(Entries shown Opens)

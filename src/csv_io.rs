// 📂 CSV Import / Export - the player table on disk
// Same column layout in both directions so an export can be re-imported as-is.

use crate::error::{ImportError, Result};
use crate::player::{Grade, Player, PlayerId, Sport, Team};
use anyhow::Context as AnyhowContext;
use serde::{Deserialize, Serialize};
use std::collections::HashSet;
use std::fs::File;
use std::io::{Read, Write};
use std::path::Path;

/// Columns an import must provide
pub const REQUIRED_COLUMNS: [&str; 4] = ["Name", "Cricket", "Badminton", "TT"];

/// Full export header, in order
pub const EXPORT_COLUMNS: [&str; 8] = [
    "ID", "Name", "Team", "Price", "Cricket", "Badminton", "TT", "CaptainFor",
];

/// One row as it appears in the file
#[derive(Debug, Deserialize, Serialize)]
struct PlayerRecord {
    #[serde(rename = "ID", default)]
    id: Option<String>,

    #[serde(rename = "Name")]
    name: String,

    #[serde(rename = "Team", default)]
    team: Option<String>,

    #[serde(rename = "Price", default)]
    price: Option<String>,

    #[serde(rename = "Cricket")]
    cricket: String,

    #[serde(rename = "Badminton")]
    badminton: String,

    #[serde(rename = "TT")]
    tt: String,

    #[serde(rename = "CaptainFor", default)]
    captain_for: Option<String>,
}

impl From<&Player> for PlayerRecord {
    fn from(p: &Player) -> Self {
        PlayerRecord {
            id: Some(p.id.0.to_string()),
            name: p.name.clone(),
            team: p.team.map(|t| t.as_str().to_string()),
            price: Some(p.price.to_string()),
            cricket: p.cricket.to_string(),
            badminton: p.badminton.to_string(),
            tt: p.tt.to_string(),
            captain_for: p.captain_for.map(|s| s.as_str().to_string()),
        }
    }
}

/// Blank cells count as absent
fn non_blank(value: &Option<String>) -> Option<&str> {
    value.as_deref().map(str::trim).filter(|s| !s.is_empty())
}

/// Accepts "120" and spreadsheet-style "120.0"
fn parse_whole_number(raw: &str) -> std::result::Result<u32, String> {
    if let Ok(n) = raw.parse::<u32>() {
        return Ok(n);
    }
    match raw.parse::<f64>() {
        Ok(f) if f >= 0.0 && f.fract() == 0.0 && f <= u32::MAX as f64 => Ok(f as u32),
        _ => Err(format!("'{}' is not a non-negative whole number", raw)),
    }
}

fn invalid(line: u64, message: impl Into<String>) -> ImportError {
    ImportError::InvalidRow {
        line,
        message: message.into(),
    }
}

fn record_to_player(record: PlayerRecord, line: u64, fallback_id: u32) -> std::result::Result<Player, ImportError> {
    let name = record.name.trim();
    if name.is_empty() {
        return Err(invalid(line, "Name is empty"));
    }

    let id = match non_blank(&record.id) {
        Some(raw) => parse_whole_number(raw).map_err(|e| invalid(line, format!("ID {}", e)))?,
        None => fallback_id,
    };
    if id == 0 {
        return Err(invalid(line, "ID must be positive"));
    }

    let team = non_blank(&record.team)
        .map(|raw| raw.parse::<Team>())
        .transpose()
        .map_err(|e| invalid(line, e))?;

    let price = non_blank(&record.price)
        .map(parse_whole_number)
        .transpose()
        .map_err(|e| invalid(line, format!("Price {}", e)))?
        .unwrap_or(0);

    if (price > 0) != team.is_some() {
        return Err(ImportError::InconsistentRow {
            line,
            price,
            team: team.map(|t| t.as_str().to_string()),
        });
    }

    let grade = |raw: &str, column: &str| {
        raw.parse::<Grade>()
            .map_err(|e| invalid(line, format!("{}: {}", column, e)))
    };

    let captain_for = non_blank(&record.captain_for)
        .map(|raw| raw.parse::<Sport>())
        .transpose()
        .map_err(|e| invalid(line, format!("CaptainFor: {}", e)))?;

    if let (Some(sport), None) = (captain_for, team) {
        return Err(ImportError::UnsoldCaptain {
            line,
            sport: sport.as_str().to_string(),
        });
    }

    Ok(Player {
        id: PlayerId(id),
        name: name.to_string(),
        team,
        price,
        cricket: grade(&record.cricket, "Cricket")?,
        badminton: grade(&record.badminton, "Badminton")?,
        tt: grade(&record.tt, "TT")?,
        captain_for,
    })
}

/// Parse a player table. Either every row is accepted or nothing is returned.
pub fn import_players<R: Read>(reader: R) -> std::result::Result<Vec<Player>, ImportError> {
    let mut rdr = csv::ReaderBuilder::new()
        .trim(csv::Trim::All)
        .from_reader(reader);

    let headers = rdr.headers()?.clone();
    let missing: Vec<String> = REQUIRED_COLUMNS
        .iter()
        .filter(|col| !headers.iter().any(|h| h == **col))
        .map(|col| col.to_string())
        .collect();
    if !missing.is_empty() {
        return Err(ImportError::MissingColumns {
            required: REQUIRED_COLUMNS.iter().map(|c| c.to_string()).collect(),
            missing,
        });
    }

    let mut players = Vec::new();
    let mut seen = HashSet::new();

    for (index, result) in rdr.records().enumerate() {
        let row = result?;
        let line = row.position().map(|p| p.line()).unwrap_or(index as u64 + 2);

        let record: PlayerRecord = row
            .deserialize(Some(&headers))
            .map_err(|e| invalid(line, e.to_string()))?;
        let player = record_to_player(record, line, index as u32 + 1)?;

        if !seen.insert(player.id) {
            return Err(ImportError::DuplicateId { id: player.id.0, line });
        }
        players.push(player);
    }

    tracing::debug!(count = players.len(), "parsed player table");
    Ok(players)
}

/// Write every player, one row each, with the full header
pub fn export_players<W: Write>(writer: W, players: &[Player]) -> Result<()> {
    let mut wtr = csv::Writer::from_writer(writer);
    // an empty table still gets its header
    if players.is_empty() {
        wtr.write_record(EXPORT_COLUMNS)?;
    }
    for player in players {
        wtr.serialize(PlayerRecord::from(player))?;
    }
    wtr.flush()?;
    Ok(())
}

pub fn export_to_string(players: &[Player]) -> Result<String> {
    let mut buf = Vec::new();
    export_players(&mut buf, players)?;
    Ok(String::from_utf8_lossy(&buf).into_owned())
}

pub fn import_file(path: &Path) -> anyhow::Result<Vec<Player>> {
    let file = File::open(path).with_context(|| format!("Failed to open CSV file: {:?}", path))?;
    let players = import_players(file).with_context(|| format!("Failed to import {:?}", path))?;
    Ok(players)
}

pub fn export_file(path: &Path, players: &[Player]) -> anyhow::Result<()> {
    let file = File::create(path).with_context(|| format!("Failed to create CSV file: {:?}", path))?;
    export_players(file, players)?;
    Ok(())
}

// ============================================================================
// TESTS
// ============================================================================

(Entries shown Closes)

Each line of the data should be transcribed exactly.

- Reply to the task
filename src/csv_io.rs
// 📂 CSV Import / Export - the player table on disk
// Same column layout in both directions so an export can be re-imported as-is.

use crate::error::{ImportError, Result};
use crate::player::{Grade, Player, PlayerId, Sport, Team};
use anyhow::Context as AnyhowContext;
use serde::{Deserialize, Serialize};
use std::collections::HashSet;
use std::fs::File;
use std::io::{Read, Write};
use std::path::Path;

/// Columns an import must provide
pub const REQUIRED_COLUMNS: [&str; 4] = ["Name", "Cricket", "Badminton", "TT"];

/// Full export header, in order
pub const EXPORT_COLUMNS: [&str; 8] = [
    "ID", "Name", "Team", "Price", "Cricket", "Badminton", "TT", "CaptainFor",
];

/// One row as it appears in the file
#[derive(Debug, Deserialize, Serialize)]
struct PlayerRecord {
    #[serde(rename = "ID", default)]
    id: Option<String>,

    #[serde(rename = "Name")]
    name: String,

    #[serde(rename = "Team", default)]
    team: Option<String>,

    #[serde(rename = "Price", default)]
    price: Option<String>,

    #[serde(rename = "Cricket")]
    cricket: String,

    #[serde(rename = "Badminton")]
    badminton: String,

    #[serde(rename = "TT")]
    tt: String,

    #[serde(rename = "CaptainFor", default)]
    captain_for: Option<String>,
}

impl From<&Player> for PlayerRecord {
    fn from(p: &Player) -> Self {
        PlayerRecord {
            id: Some(p.id.0.to_string()),
            name: p.name.clone(),
            team: p.team.map(|t| t.as_str().to_string()),
            price: Some(p.price.to_string()),
            cricket: p.cricket.to_string(),
            badminton: p.badminton.to_string(),
            tt: p.tt.to_string(),
            captain_for: p.captain_for.map(|s| s.as_str().to_string()),
        }
    }
}

/// Blank cells count as absent
fn non_blank(value: &Option<String>) -> Option<&str> {
    value.as_deref().map(str::trim).filter(|s| !s.is_empty())
}

/// Accepts "120" and spreadsheet-style "120.0"
fn parse_whole_number(raw: &str) -> std::result::Result<u32, String> {
    if let Ok(n) = raw.parse::<u32>() {
        return Ok(n);
    }
    match raw.parse::<f64>() {
        Ok(f) if f >= 0.0 && f.fract() == 0.0 && f <= u32::MAX as f64 => Ok(f as u32),
        _ => Err(format!("'{}' is not a non-negative whole number", raw)),
    }
}

fn invalid(line: u64, message: impl Into<String>) -> ImportError {
    ImportError::InvalidRow {
        line,
        message: message.into(),
    }
}

fn record_to_player(record: PlayerRecord, line: u64, fallback_id: u32) -> std::result::Result<Player, ImportError> {
    let name = record.name.trim();
    if name.is_empty() {
        return Err(invalid(line, "Name is empty"));
    }

    let id = match non_blank(&record.id) {
        Some(raw) => parse_whole_number(raw).map_err(|e| invalid(line, format!("ID {}", e)))?,
        None => fallback_id,
    };
    if id == 0 {
        return Err(invalid(line, "ID must be positive"));
    }

    let team = non_blank(&record.team)
        .map(|raw| raw.parse::<Team>())
        .transpose()
        .map_err(|e| invalid(line, e))?;

    let price = non_blank(&record.price)
        .map(parse_whole_number)
        .transpose()
        .map_err(|e| invalid(line, format!("Price {}", e)))?
        .unwrap_or(0);

    if (price > 0) != team.is_some() {
        return Err(ImportError::InconsistentRow {
            line,
            price,
            team: team.map(|t| t.as_str().to_string()),
        });
    }

    let grade = |raw: &str, column: &str| {
        raw.parse::<Grade>()
            .map_err(|e| invalid(line, format!("{}: {}", column, e)))
    };

    let captain_for = non_blank(&record.captain_for)
        .map(|raw| raw.parse::<Sport>())
        .transpose()
        .map_err(|e| invalid(line, format!("CaptainFor: {}", e)))?;

    if let (Some(sport), None) = (captain_for, team) {
        return Err(ImportError::UnsoldCaptain {
            line,
            sport: sport.as_str().to_string(),
        });
    }

    Ok(Player {
        id: PlayerId(id),
        name: name.to_string(),
        team,
        price,
        cricket: grade(&record.cricket, "Cricket")?,
        badminton: grade(&record.badminton, "Badminton")?,
        tt: grade(&record.tt, "TT")?,
        captain_for,
    })
}

/// Parse a player table. Either every row is accepted or nothing is returned.
pub fn import_players<R: Read>(reader: R) -> std::result::Result<Vec<Player>, ImportError> {
    let mut rdr = csv::ReaderBuilder::new()
        .trim(csv::Trim::All)
        .from_reader(reader);

    let headers = rdr.headers()?.clone();
    let missing: Vec<String> = REQUIRED_COLUMNS
        .iter()
        .filter(|col| !headers.iter().any(|h| h == **col))
        .map(|col| col.to_string())
        .collect();
    if !missing.is_empty() {
        return Err(ImportError::MissingColumns {
            required: REQUIRED_COLUMNS.iter().map(|c| c.to_string()).collect(),
            missing,
        });
    }

    let mut players = Vec::new();
    let mut seen = HashSet::new();

    for (index, result) in rdr.records().enumerate() {
        let row = result?;
        let line = row.position().map(|p| p.line()).unwrap_or(index as u64 + 2);

        let record: PlayerRecord = row
            .deserialize(Some(&headers))
            .map_err(|e| invalid(line, e.to_string()))?;
        let player = record_to_player(record, line, index as u32 + 1)?;

        if !seen.insert(player.id) {
            return Err(ImportError::DuplicateId { id: player.id.0, line });
        }
        players.push(player);
    }

    tracing::debug!(count = players.len(), "parsed player table");
    Ok(players)
}

/// Write every player, one row each, with the full header
pub fn export_players<W: Write>(writer: W, players: &[Player]) -> Result<()> {
    let mut wtr = csv::Writer::from_writer(writer);
    // an empty table still gets its header
    if players.is_empty() {
        wtr.write_record(EXPORT_COLUMNS)?;
    }
    for player in players {
        wtr.serialize(PlayerRecord::from(player))?;
    }
    wtr.flush()?;
    Ok(())
}

pub fn export_to_string(players: &[Player]) -> Result<String> {
    let mut buf = Vec::new();
    export_players(&mut buf, players)?;
    Ok(String::from_utf8_lossy(&buf).into_owned())
}

pub fn import_file(path: &Path) -> anyhow::Result<Vec<Player>> {
    let file = File::open(path).with_context(|| format!("Failed to open CSV file: {:?}", path))?;
    let players = import_players(file).with_context(|| format!("Failed to import {:?}", path))?;
    Ok(players)
}

pub fn export_file(path: &Path, players: &[Player]) -> anyhow::Result<()> {
    let file = File::create(path).with_context(|| format!("Failed to create CSV file: {:?}", path))?;
    export_players(file, players)?;
    Ok(())
}

// ============================================================================
// TESTS
// ============================================================================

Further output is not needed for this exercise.